What is needed:
Each entry must be restated exactly as it appears.

Data supplied:
┌──
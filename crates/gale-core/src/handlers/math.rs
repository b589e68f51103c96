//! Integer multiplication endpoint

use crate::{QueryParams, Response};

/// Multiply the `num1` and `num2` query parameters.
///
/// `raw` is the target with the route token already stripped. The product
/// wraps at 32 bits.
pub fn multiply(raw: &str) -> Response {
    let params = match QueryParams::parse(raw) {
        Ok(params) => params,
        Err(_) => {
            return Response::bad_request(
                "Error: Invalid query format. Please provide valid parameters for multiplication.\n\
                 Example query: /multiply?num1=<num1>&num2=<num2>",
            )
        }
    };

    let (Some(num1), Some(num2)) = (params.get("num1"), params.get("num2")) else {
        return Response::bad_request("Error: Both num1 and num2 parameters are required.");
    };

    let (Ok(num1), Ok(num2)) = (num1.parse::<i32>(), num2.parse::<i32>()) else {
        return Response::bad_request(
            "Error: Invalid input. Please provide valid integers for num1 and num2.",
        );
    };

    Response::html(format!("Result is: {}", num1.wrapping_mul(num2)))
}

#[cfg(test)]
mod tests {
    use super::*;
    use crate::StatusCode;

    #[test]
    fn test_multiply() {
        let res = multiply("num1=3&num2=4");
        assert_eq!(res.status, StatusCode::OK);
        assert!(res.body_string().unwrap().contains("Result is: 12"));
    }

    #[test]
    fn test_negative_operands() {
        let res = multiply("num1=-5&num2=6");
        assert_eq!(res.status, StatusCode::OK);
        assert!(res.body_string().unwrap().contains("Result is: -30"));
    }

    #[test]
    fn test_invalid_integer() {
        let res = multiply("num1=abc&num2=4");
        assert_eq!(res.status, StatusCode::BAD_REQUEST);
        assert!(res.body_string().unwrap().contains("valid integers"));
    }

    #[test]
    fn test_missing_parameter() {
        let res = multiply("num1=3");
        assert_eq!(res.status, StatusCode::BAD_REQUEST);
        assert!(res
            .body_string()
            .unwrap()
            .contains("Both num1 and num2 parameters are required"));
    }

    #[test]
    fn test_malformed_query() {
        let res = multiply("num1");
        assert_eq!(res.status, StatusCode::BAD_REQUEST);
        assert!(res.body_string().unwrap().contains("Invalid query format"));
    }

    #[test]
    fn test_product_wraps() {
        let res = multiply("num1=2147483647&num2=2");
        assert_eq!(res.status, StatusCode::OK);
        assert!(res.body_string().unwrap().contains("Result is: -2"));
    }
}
└──
Solution below:
filename crates/gale-core/src/handlers/math.rs
repository b589e68f51103c96
//! Integer multiplication endpoint

use crate::{QueryParams, Response};

/// Multiply the `num1` and `num2` query parameters.
///
/// `raw` is the target with the route token already stripped. The product
/// wraps at 32 bits.
pub fn multiply(raw: &str) -> Response {
    let params = match QueryParams::parse(raw) {
        Ok(params) => params,
        Err(_) => {
            return Response::bad_request(
                "Error: Invalid query format. Please provide valid parameters for multiplication.\n\
                 Example query: /multiply?num1=<num1>&num2=<num2>",
            )
        }
    };

    let (Some(num1), Some(num2)) = (params.get("num1"), params.get("num2")) else {
        return Response::bad_request("Error: Both num1 and num2 parameters are required.");
    };

    let (Ok(num1), Ok(num2)) = (num1.parse::<i32>(), num2.parse::<i32>()) else {
        return Response::bad_request(
            "Error: Invalid input. Please provide valid integers for num1 and num2.",
        );
    };

    Response::html(format!("Result is: {}", num1.wrapping_mul(num2)))
}

#[cfg(test)]
mod tests {
    use super::*;
    use crate::StatusCode;

    #[test]
    fn test_multiply() {
        let res = multiply("num1=3&num2=4");
        assert_eq!(res.status, StatusCode::OK);
        assert!(res.body_string().unwrap().contains("Result is: 12"));
    }

    #[test]
    fn test_negative_operands() {
        let res = multiply("num1=-5&num2=6");
        assert_eq!(res.status, StatusCode::OK);
        assert!(res.body_string().unwrap().contains("Result is: -30"));
    }

    #[test]
    fn test_invalid_integer() {
        let res = multiply("num1=abc&num2=4");
        assert_eq!(res.status, StatusCode::BAD_REQUEST);
        assert!(res.body_string().unwrap().contains("valid integers"));
    }

    #[test]
    fn test_missing_parameter() {
        let res = multiply("num1=3");
        assert_eq!(res.status, StatusCode::BAD_REQUEST);
        assert!(res
            .body_string()
            .unwrap()
            .contains("Both num1 and num2 parameters are required"));
    }

    #[test]
    fn test_malformed_query() {
        let res = multiply("num1");
        assert_eq!(res.status, StatusCode::BAD_REQUEST);
        assert!(res.body_string().unwrap().contains("Invalid query format"));
    }

    #[test]
    fn test_product_wraps() {
        let res = multiply("num1=2147483647&num2=2");
        assert_eq!(res.status, StatusCode::OK);
        assert!(res.body_string().unwrap().contains("Result is: -2"));
    }
}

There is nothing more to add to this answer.